The play premiered at Seattle’s ACT Theater in 2008 and turned into a smash hit.
Then “Becky’s New Car” took off across the continent. In less than five years since its birth, the play has arrived on stages in Portland, Maine, San Diego, Vancouver, B.C., Key West, Fla., and 23 other cities.
This weekend, Becky is driving into Sequim’s Olympic Theatre Arts for a three-week run — parents in tow.
Charlie and Benita Staadecker of Seattle, the couple who commissioned “Becky’s New Car,” plan to attend the Sequim performances tonight and Saturday night. They also will stay to chat with patrons about their theatrical adventure, which as Charlie put it, has become “a whole heap of joy.”
Before we go to True Tale No. 2, let’s list the particulars.
“Becky’s New Car” starts up at 7:30 each Friday and Saturday night, today through Sept. 21 and at 2 p.m. each Sunday through Sept. 22. Tickets are $16 for general seating, $14 for active military and $10 for youth age 16 and younger; information awaits at www.OlympicTheatreArts.org and 360-683-7326. Tickets can also be purchased at the door of the OTA playhouse, 414 N. Sequim Ave.
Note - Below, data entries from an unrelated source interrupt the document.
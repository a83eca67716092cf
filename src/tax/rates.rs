use crate::tax::uk::TaxYear;
use rust_decimal::Decimal;
use rust_decimal_macros::dec;
use serde::Deserialize;
use std::collections::BTreeMap;
use std::io::Read;
use std::str::FromStr;

#[derive(Debug, thiserror::Error, PartialEq, Eq)]
pub enum RateError {
    #[error("no child benefit rates for tax year {0}")]
    MissingRates(TaxYear),
    #[error("rates given for unsupported tax year {0}")]
    UnsupportedYear(TaxYear),
    #[error("negative child benefit rate for tax year {0}")]
    NegativeRate(TaxYear),
    #[error("invalid rate table: {0}")]
    InvalidTable(String),
}

/// Weekly child benefit rates for one tax year
#[derive(Debug, Clone, Copy, PartialEq, Eq)]
pub struct ChildBenefitRates {
    pub first_child: Decimal,
    pub additional_child: Decimal,
}

impl ChildBenefitRates {
    /// Benefit paid for one week with `children` eligible children
    pub fn weekly_amount(&self, children: u32) -> Decimal {
        match children {
            0 => Decimal::ZERO,
            n => self.first_child + Decimal::from(n - 1) * self.additional_child,
        }
    }
}

/// Source of child benefit rates by tax year.
pub trait RateProvider {
    fn rates_for(&self, year: TaxYear) -> Result<ChildBenefitRates, RateError>;
}

/// Row of a rates CSV file, rates kept as text so they parse exactly
#[derive(Debug, Deserialize)]
struct RateRecord {
    year: i32,
    first_child_rate: String,
    additional_child_rate: String,
}

fn parse_rate(year: TaxYear, rate: &str) -> Result<Decimal, RateError> {
    let rate = Decimal::from_str(rate.trim())
        .map_err(|e| RateError::InvalidTable(format!("{year}: {e}")))?;
    if rate.is_sign_negative() {
        return Err(RateError::NegativeRate(year));
    }
    Ok(rate)
}

/// Rate table keyed by tax year
#[derive(Debug, Clone, PartialEq, Eq)]
pub struct RateTable {
    rates: BTreeMap<TaxYear, ChildBenefitRates>,
}

impl Default for RateTable {
    /// Published weekly rates for 2012/13 to 2019/20
    fn default() -> Self {
        let frozen = ChildBenefitRates {
            first_child: dec!(20.70),
            additional_child: dec!(13.70),
        };
        let rates = [
            (2012, dec!(20.30), dec!(13.40)),
            (2013, dec!(20.30), dec!(13.40)),
            (2014, dec!(20.50), dec!(13.55)),
        ]
        .into_iter()
        .map(|(year, first_child, additional_child)| {
            (
                TaxYear(year),
                ChildBenefitRates {
                    first_child,
                    additional_child,
                },
            )
        })
        .chain((2015..=2019).map(|year| (TaxYear(year), frozen)))
        .collect();
        RateTable { rates }
    }
}

impl RateTable {
    /// Read rates from CSV with `year,first_child_rate,additional_child_rate` columns.
    pub fn read_csv<R: Read>(reader: R) -> Result<Self, RateError> {
        let mut rdr = csv::Reader::from_reader(reader);
        let mut rates = BTreeMap::new();
        for result in rdr.deserialize() {
            let record: RateRecord =
                result.map_err(|e| RateError::InvalidTable(e.to_string()))?;
            let year = TaxYear(record.year);
            if !year.is_supported() {
                return Err(RateError::UnsupportedYear(year));
            }
            let rates_for_year = ChildBenefitRates {
                first_child: parse_rate(year, &record.first_child_rate)?,
                additional_child: parse_rate(year, &record.additional_child_rate)?,
            };
            if rates.insert(year, rates_for_year).is_some() {
                return Err(RateError::InvalidTable(format!("duplicate tax year {year}")));
            }
        }
        log::info!("Read {} rate table rows", rates.len());
        Ok(RateTable { rates })
    }

    pub fn iter(&self) -> impl Iterator<Item = (TaxYear, ChildBenefitRates)> + '_ {
        self.rates.iter().map(|(year, rates)| (*year, *rates))
    }
}

impl RateProvider for RateTable {
    fn rates_for(&self, year: TaxYear) -> Result<ChildBenefitRates, RateError> {
        let rates = self
            .rates
            .get(&year)
            .copied()
            .ok_or(RateError::MissingRates(year))?;
        log::debug!(
            "Rates {}: first child {}, additional child {}",
            year,
            rates.first_child,
            rates.additional_child
        );
        Ok(rates)
    }
}

#[cfg(test)]
mod tests {
    use super::*;

    #[test]
    fn default_table_covers_supported_years() {
        let table = RateTable::default();
        for year in crate::tax::uk::SUPPORTED_YEARS {
            assert!(table.rates_for(TaxYear(year)).is_ok(), "{year}");
        }
        assert_eq!(
            table.rates_for(TaxYear(2020)),
            Err(RateError::MissingRates(TaxYear(2020)))
        );
    }

    #[test]
    fn default_rates_2014() {
        let rates = RateTable::default().rates_for(TaxYear(2014)).unwrap();
        assert_eq!(rates.first_child, dec!(20.50));
        assert_eq!(rates.additional_child, dec!(13.55));
    }

    #[test]
    fn weekly_amount_by_children() {
        let rates = ChildBenefitRates {
            first_child: dec!(20.70),
            additional_child: dec!(13.70),
        };
        assert_eq!(rates.weekly_amount(0), dec!(0));
        assert_eq!(rates.weekly_amount(1), dec!(20.70));
        assert_eq!(rates.weekly_amount(3), dec!(48.10));
    }

    #[test]
    fn read_csv_rates() {
        let data = "year,first_child_rate,additional_child_rate\n2014,20.50,13.55\n2015,21.00,14.00\n";
        let table = RateTable::read_csv(data.as_bytes()).unwrap();
        assert_eq!(table.iter().count(), 2);
        let rates = table.rates_for(TaxYear(2015)).unwrap();
        assert_eq!(rates.first_child, dec!(21.00));
        assert_eq!(rates.first_child.scale(), 2);
        assert!(table.rates_for(TaxYear(2016)).is_err());
    }

    #[test]
    fn read_csv_rejects_unsupported_year() {
        let data = "year,first_child_rate,additional_child_rate\n2030,20.50,13.55\n";
        assert_eq!(
            RateTable::read_csv(data.as_bytes()),
            Err(RateError::UnsupportedYear(TaxYear(2030)))
        );
    }

    #[test]
    fn read_csv_rejects_duplicates_and_garbage() {
        let dup = "year,first_child_rate,additional_child_rate\n2014,1,1\n2014,2,2\n";
        assert!(matches!(
            RateTable::read_csv(dup.as_bytes()),
            Err(RateError::InvalidTable(_))
        ));
        let bad = "year,first_child_rate,additional_child_rate\n2014,abc,1\n";
        assert!(matches!(
            RateTable::read_csv(bad.as_bytes()),
            Err(RateError::InvalidTable(_))
        ));
        let negative = "year,first_child_rate,additional_child_rate\n2014,-1,1\n";
        assert_eq!(
            RateTable::read_csv(negative.as_bytes()),
            Err(RateError::NegativeRate(TaxYear(2014)))
        );
    }
}
//! Rates command - supported tax years and their child benefit rates

use crate::cmd::{format_gbp, load_rates};
use crate::tax::RateTable;
use clap::Args;
use std::path::PathBuf;
use tabled::{settings::Style, Table, Tabled};

#[derive(Args, Debug)]
pub struct RatesCommand {
    /// CSV file of child benefit rates to show instead of the published rates
    #[arg(short, long)]
    rates: Option<PathBuf>,
}

#[derive(Debug, Tabled)]
struct RateRow {
    #[tabled(rename = "Tax Year")]
    tax_year: String,
    #[tabled(rename = "Child Benefit Period")]
    period: String,
    #[tabled(rename = "First Child")]
    first_child: String,
    #[tabled(rename = "Additional Child")]
    additional_child: String,
}

impl RatesCommand {
    pub fn exec(&self) -> anyhow::Result<()> {
        let rates = load_rates(self.rates.as_deref())?;
        let table = Table::new(build_rate_rows(&rates))
            .with(Style::rounded())
            .to_string();
        println!("{}", table);
        Ok(())
    }
}

fn build_rate_rows(rates: &RateTable) -> Vec<RateRow> {
    rates
        .iter()
        .filter_map(|(year, year_rates)| {
            let period = year.child_benefit_window()?;
            Some(RateRow {
                tax_year: year.display(),
                period: period.to_string(),
                first_child: format!("{}/week", format_gbp(year_rates.first_child)),
                additional_child: format!("{}/week", format_gbp(year_rates.additional_child)),
            })
        })
        .collect()
}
Now for the other backstory. Our heroine Becky Foster is portrayed by Pamela Ziemann, a woman who lit out for a new life just this June. Ziemann, who brought her Elemental Cuisine nutrition business (www.ElementalCuisine.com) here, was driving a moving van from her old home in Bellevue to Sequim when she saw Olympic Theatre Arts’ playhouse.
She went in to meet manager Loren Johnson, who also happens to be the director of “Becky’s New Car.”
She hadn’t acted since high school back in Minnesota. But when she learned about this title role, Ziemann was smitten.
“I think Loren could feel my enthusiasm,” she recalled.
Johnson cast Ziemann as Becky — “bam,” he said — and the show was off and running.
“Pamela has really captured Becky,” said Peter Greene, the Sequim actor playing Becky’s friend and co-worker Steve.
“It’s a stellar cast,” he added.
To Greene, this play is a love story — a realistic one. It follows a woman who is tempted to flee from her own life: husband of 20-something years, son who’s grown up but come back home; office-manager job at a car dealership.
A man of extreme wealth appears at her workplace: Walter, played by Rick Waites. There’s a kind of spark between them, and Becky’s mind is set in motion.
“This play will touch a lot of hearts and consciences,” said Greene.
“Becky’s New Car” is leavened with moments of drama and of humor; often, he said, a split second passes between the two.
Ziemann added that for much of her life, Becky has just gone along with her family and work obligations. But there comes a point when she has to stand up and speak up.
“From my perspective, the play is about women who have never really been listened to,” said the actress, who is about 10 years older than her character.
“Becky has been interrupted so many times,” said Ziemann. “This is about how to be deliberate, to say what you want to say and know who you are.”
The “Becky’s New Car” cast features 16-year-old Danny Willis as Becky’s son Chris; Marti McAllister Wolf as Ginger and Alaynna Little as Kenni Flood. Carol Willis, Danny’s mother, is the set designer who creates Becky’s living room, the car lot where she works and the roads she drives, complete with “Dead End” and “Do Not Enter” signs.
Jeff Marks plays Becky’s husband Joe, a roofer who’s relatively content with his lot. In this story, Marks said, the new car represents a lot of things. Escape into a new life is the big one.
When Walter — a widower — walks into Becky’s office, she “starts to look around,” said Marks, “and wonder what else is out there.”
“Becky’s New Car” is loaded with food for thought, he added.
“You’ll wonder: What would I do in that situation?”